While every technology recovers costs in the fully convex rMIP model, this does not apply in the rMIP-SR or the MIP. In summary, if market prices do not reflect long-run investment costs, then no technology recovers costsFootnote 14. This is much more problematic in the 100% VRE power system than in the current power system. While with long-run costs, i.e., the rMIP case, all technologies recover costs in both the current and the future power system, when long-run costs are no longer reflected in prices the missing money problem is large in a 100% VRE power system, even in a relaxed model such as rMIP-SR. Comparing profits under rMIP with rMIP-SR clearly shows the impact of no longer accounting for investment costs in prices, which is much worse (2508 M€ losses) in the 100% VRE system than in the current one (only 0.8 M€ losses).

In the MIP model, and for BESS in particular, there were a total of 13.73 M€ losses for 600 MW installed in the current power system, which are relative losses of 22.9 M€/GW. In the future power system, there are relative losses of 64.9 M€/GW, which is worse by a factor close to 3Footnote 15. This seems to indicate that there might be a problem with the assumed market design, as short-term spot and reserve market revenues are not enough to offset costs. Finally, as mentioned previously, there are no firm capacity payments in the 100% VRE case as meeting system energy demand is the main investment driver here.

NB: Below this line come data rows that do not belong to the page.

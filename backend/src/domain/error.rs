//! Domain-level error types.
//!
//! These errors are transport agnostic. Inbound adapters map them to HTTP
//! responses; outbound adapters translate their own failures into them.

use serde::{Deserialize, Serialize};
use serde_json::Value;
use utoipa::ToSchema;

/// Stable machine-readable error code describing the failure category.
#[derive(Debug, Clone, Copy, PartialEq, Eq, Hash, Serialize, Deserialize, ToSchema)]
#[non_exhaustive]
#[serde(rename_all = "snake_case")]
pub enum ErrorCode {
    /// The request is malformed or fails validation.
    InvalidRequest,
    /// Authentication failed or is missing.
    Unauthorized,
    /// Authenticated but not permitted to perform this action.
    Forbidden,
    /// The requested resource does not exist.
    NotFound,
    /// An unexpected error occurred inside the domain.
    InternalError,
}

/// Domain error payload.
///
/// ## Invariants
/// - `message` is non-empty; constructors take care of this.
#[derive(Debug, Clone, PartialEq, Serialize, Deserialize, ToSchema)]
pub struct Error {
    code: ErrorCode,
    message: String,
    #[serde(skip_serializing_if = "Option::is_none")]
    details: Option<Value>,
}

impl Error {
    /// Create a new error with the given code and message.
    pub fn new(code: ErrorCode, message: impl Into<String>) -> Self {
        let message = message.into();
        debug_assert!(!message.trim().is_empty(), "error message must not be empty");
        Self {
            code,
            message,
            details: None,
        }
    }

    /// Stable machine-readable error code.
    pub fn code(&self) -> ErrorCode {
        self.code
    }

    /// Human-readable message returned to adapters.
    pub fn message(&self) -> &str {
        self.message.as_str()
    }

    /// Supplementary error details for adapters.
    pub fn details(&self) -> Option<&Value> {
        self.details.as_ref()
    }

    /// Attach structured details to the error.
    pub fn with_details(mut self, details: Value) -> Self {
        self.details = Some(details);
        self
    }

    /// Convenience constructor for [`ErrorCode::InvalidRequest`].
    pub fn invalid_request(message: impl Into<String>) -> Self {
        Self::new(ErrorCode::InvalidRequest, message)
    }

    /// Convenience constructor for [`ErrorCode::Unauthorized`].
    pub fn unauthorized(message: impl Into<String>) -> Self {
        Self::new(ErrorCode::Unauthorized, message)
    }

    /// Convenience constructor for [`ErrorCode::Forbidden`].
    pub fn forbidden(message: impl Into<String>) -> Self {
        Self::new(ErrorCode::Forbidden, message)
    }

    /// Convenience constructor for [`ErrorCode::NotFound`].
    pub fn not_found(message: impl Into<String>) -> Self {
        Self::new(ErrorCode::NotFound, message)
    }

    /// Convenience constructor for [`ErrorCode::InternalError`].
    pub fn internal(message: impl Into<String>) -> Self {
        Self::new(ErrorCode::InternalError, message)
    }

    /// Validation error keyed to a single request field.
    ///
    /// `details` carries `{"field": .., "code": ..}` so clients can attach
    /// the message to the offending input.
    pub fn field_validation(
        field: &'static str,
        code: &'static str,
        message: impl Into<String>,
    ) -> Self {
        Self::invalid_request(message)
            .with_details(serde_json::json!({ "field": field, "code": code }))
    }
}

impl std::fmt::Display for Error {
    fn fmt(&self, f: &mut std::fmt::Formatter<'_>) -> std::fmt::Result {
        write!(f, "{}", self.message)
    }
}

impl std::error::Error for Error {}
//! Outbound adapters: PostgreSQL persistence, filesystem media storage,
//! and the in-memory store used by tests and database-less development.

pub mod media;
pub mod memory;
pub mod persistence;

pub use media::FsMediaStore;
pub use memory::InMemoryStore;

Adequate capacity remuneration for low-carbon power systems is a very interesting but still ongoing topic of research Bothwell and Hobbs (2017); Mertens et al. (2021). The firm capacity constraint implemented here is one particular example or such a policy measure. However, we want to stress that the firm capacity constraint does not affect the profit results of the 100% VRE case presented here (as it is not binding). This would suggest that, here, the long-run cost recovery problems are not triggered by the policy instrument.

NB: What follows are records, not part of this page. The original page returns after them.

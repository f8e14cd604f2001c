//! Subscription handlers: follow and unfollow authors, list followed
//! authors with their recipe previews.

use actix_web::{HttpRequest, HttpResponse, delete, get, post, web};
use pagination::{DEFAULT_PAGE_SIZE, PageOf, Paginated};
use serde::Deserialize;

use crate::domain::Error;
use crate::domain::ports::SubscribeError;
use crate::domain::user::UserId;
use crate::inbound::http::ApiResult;
use crate::inbound::http::payloads::SubscribedAuthorPayload;
use crate::inbound::http::session::SessionContext;
use crate::inbound::http::state::HttpState;
use crate::inbound::http::users::PageParams;

/// Query parameters for subscription payloads.
#[derive(Debug, Deserialize)]
pub struct SubscriptionParams {
    /// Cap on the embedded recipe previews per author.
    recipes_limit: Option<u32>,
    page: Option<u32>,
    limit: Option<u32>,
}

impl SubscriptionParams {
    fn recipes_limit(&self) -> u32 {
        self.recipes_limit.unwrap_or(DEFAULT_PAGE_SIZE)
    }
}

/// Follow an author.
#[utoipa::path(
    post,
    path = "/api/users/{id}/subscribe/",
    params(("id" = i32, Path, description = "Author id")),
    responses(
        (status = 201, description = "Subscribed", body = SubscribedAuthorPayload),
        (status = 400, description = "Self-subscription or duplicate", body = Error),
        (status = 401, description = "Not logged in", body = Error),
        (status = 404, description = "No such user", body = Error),
    ),
    tags = ["subscriptions"],
    operation_id = "subscribe"
)]
#[post("/users/{id}/subscribe/")]
pub async fn subscribe(
    state: web::Data<HttpState>,
    session: SessionContext,
    path: web::Path<i32>,
    params: web::Query<SubscriptionParams>,
) -> ApiResult<HttpResponse> {
    let follower = session.require_user_id()?;
    let author = UserId(path.into_inner());

    if follower == author {
        return Err(Error::invalid_request("cannot subscribe to yourself"));
    }
    let profile = state
        .subscriptions
        .author_profile(author)
        .await?
        .ok_or_else(|| Error::not_found("user not found"))?;

    state
        .subscriptions
        .subscribe(follower, author)
        .await
        .map_err(|error| match error {
            SubscribeError::AlreadySubscribed => Error::invalid_request(error.to_string()),
            SubscribeError::Repository(repo) => repo.into(),
        })?;

    let recipes = state
        .recipes
        .summaries_by_author(author, params.recipes_limit())
        .await?;
    Ok(HttpResponse::Created().json(SubscribedAuthorPayload::new(&profile, &recipes)))
}

/// Unfollow an author.
#[utoipa::path(
    delete,
    path = "/api/users/{id}/subscribe/",
    params(("id" = i32, Path, description = "Author id")),
    responses(
        (status = 204, description = "Unsubscribed"),
        (status = 401, description = "Not logged in", body = Error),
        (status = 404, description = "Not subscribed", body = Error),
    ),
    tags = ["subscriptions"],
    operation_id = "unsubscribe"
)]
#[delete("/users/{id}/subscribe/")]
pub async fn unsubscribe(
    state: web::Data<HttpState>,
    session: SessionContext,
    path: web::Path<i32>,
) -> ApiResult<HttpResponse> {
    let follower = session.require_user_id()?;
    let author = UserId(path.into_inner());

    if !state.subscriptions.unsubscribe(follower, author).await? {
        return Err(Error::not_found("not subscribed to this user"));
    }
    Ok(HttpResponse::NoContent().finish())
}

/// Followed authors with recipe previews, paginated.
#[utoipa::path(
    get,
    path = "/api/users/subscriptions/",
    responses(
        (status = 200, description = "Page of followed authors"),
        (status = 401, description = "Not logged in", body = Error),
    ),
    tags = ["subscriptions"],
    operation_id = "listSubscriptions"
)]
#[get("/users/subscriptions/")]
pub async fn list_subscriptions(
    state: web::Data<HttpState>,
    session: SessionContext,
    params: web::Query<SubscriptionParams>,
    req: HttpRequest,
) -> ApiResult<HttpResponse> {
    let follower = session.require_user_id()?;
    let request = PageParams::from_parts(params.page, params.limit)?;

    let page = state.subscriptions.list_authors(follower, request).await?;
    let mut results = Vec::with_capacity(page.items.len());
    for profile in &page.items {
        let recipes = state
            .recipes
            .summaries_by_author(profile.user.id, params.recipes_limit())
            .await?;
        results.push(SubscribedAuthorPayload::new(profile, &recipes));
    }
    let page = PageOf::new(page.count, results);
    Ok(HttpResponse::Ok().json(Paginated::envelope(
        req.path(),
        req.query_string(),
        &request,
        page,
    )))
}

#[cfg(test)]
mod tests {
    use super::*;
    use crate::inbound::http::test_utils::{register_user, test_app};
    use crate::outbound::InMemoryStore;
    use actix_web::http::StatusCode;
    use actix_web::test as actix_test;
    use rstest::rstest;
    use serde_json::Value;

    #[rstest]
    #[actix_web::test]
    async fn subscribe_and_list_round_trip() {
        let app = actix_test::init_service(test_app(InMemoryStore::new())).await;
        let follower = register_user(&app, "follower", "f@example.org", "pw").await;
        register_user(&app, "author", "a@example.org", "pw").await;

        let response = actix_test::call_service(
            &app,
            actix_test::TestRequest::post()
                .uri("/api/users/2/subscribe/")
                .cookie(follower.clone())
                .to_request(),
        )
        .await;
        assert_eq!(response.status(), StatusCode::CREATED);
        let value: Value = actix_test::read_body_json(response).await;
        assert_eq!(value["username"], "author");
        assert_eq!(value["is_subscribed"], true);
        assert_eq!(value["recipes_count"], 0);

        let list = actix_test::call_service(
            &app,
            actix_test::TestRequest::get()
                .uri("/api/users/subscriptions/")
                .cookie(follower)
                .to_request(),
        )
        .await;
        assert_eq!(list.status(), StatusCode::OK);
        let value: Value = actix_test::read_body_json(list).await;
        assert_eq!(value["count"], 1);
        assert_eq!(value["results"][0]["username"], "author");
    }

    #[rstest]
    #[actix_web::test]
    async fn self_subscription_is_rejected() {
        let app = actix_test::init_service(test_app(InMemoryStore::new())).await;
        let cookie = register_user(&app, "ada", "ada@example.org", "pw").await;

        let response = actix_test::call_service(
            &app,
            actix_test::TestRequest::post()
                .uri("/api/users/1/subscribe/")
                .cookie(cookie)
                .to_request(),
        )
        .await;
        assert_eq!(response.status(), StatusCode::BAD_REQUEST);
        let value: Value = actix_test::read_body_json(response).await;
        assert_eq!(value["message"], "cannot subscribe to yourself");
    }

    #[rstest]
    #[actix_web::test]
    async fn duplicate_subscription_is_rejected() {
        let app = actix_test::init_service(test_app(InMemoryStore::new())).await;
        let follower = register_user(&app, "follower", "f@example.org", "pw").await;
        register_user(&app, "author", "a@example.org", "pw").await;

        for expected in [StatusCode::CREATED, StatusCode::BAD_REQUEST] {
            let response = actix_test::call_service(
                &app,
                actix_test::TestRequest::post()
                    .uri("/api/users/2/subscribe/")
                    .cookie(follower.clone())
                    .to_request(),
            )
            .await;
            assert_eq!(response.status(), expected);
        }
    }

    #[rstest]
    #[actix_web::test]
    async fn subscribing_to_unknown_user_is_not_found() {
        let app = actix_test::init_service(test_app(InMemoryStore::new())).await;
        let cookie = register_user(&app, "ada", "ada@example.org", "pw").await;

        let response = actix_test::call_service(
            &app,
            actix_test::TestRequest::post()
                .uri("/api/users/99/subscribe/")
                .cookie(cookie)
                .to_request(),
        )
        .await;
        assert_eq!(response.status(), StatusCode::NOT_FOUND);
    }

    #[rstest]
    #[actix_web::test]
    async fn unsubscribe_without_subscription_is_not_found() {
        let app = actix_test::init_service(test_app(InMemoryStore::new())).await;
        let cookie = register_user(&app, "ada", "ada@example.org", "pw").await;
        register_user(&app, "author", "a@example.org", "pw").await;

        let response = actix_test::call_service(
            &app,
            actix_test::TestRequest::delete()
                .uri("/api/users/2/subscribe/")
                .cookie(cookie)
                .to_request(),
        )
        .await;
        assert_eq!(response.status(), StatusCode::NOT_FOUND);
    }
}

Table 9 Annual profits (M€) per technology under different modeling paradigms under 100% VRE penetration
Table 10 Annual profit (M€) elements per technology in rMIP case under 100% VRE penetration

Conclusions

As long as we have a significant fraction of conventional thermal plants in our technology mix, the convexity of expansion models is more important in order to approximate the optimal technology mix adequately. In the future power system, relaxing integrality in investment variables actually yields a fairly accurate approximation of the optimal mix. However, our analysis of convexity in GEP formulations reveal challenges regarding prices and profitability, and whether or not long-run investment costs are to be reflected in market prices. Disregarding long-term costs in market prices cause relatively mild profitability issues in the current power system in our analysis, even though they deteriorated in combination with integrality. However, in the future power system, our results indicate that only accounting for short-term costs in prices causes a serious missing money problem, and correct remuneration of generators becomes more challenging. In future work, we will investigate adequate pricing and compensation schemes in fully decarbonized electricity markets. Moreover, we want to assess the impact of price-responsive demand and demand-side management on our results.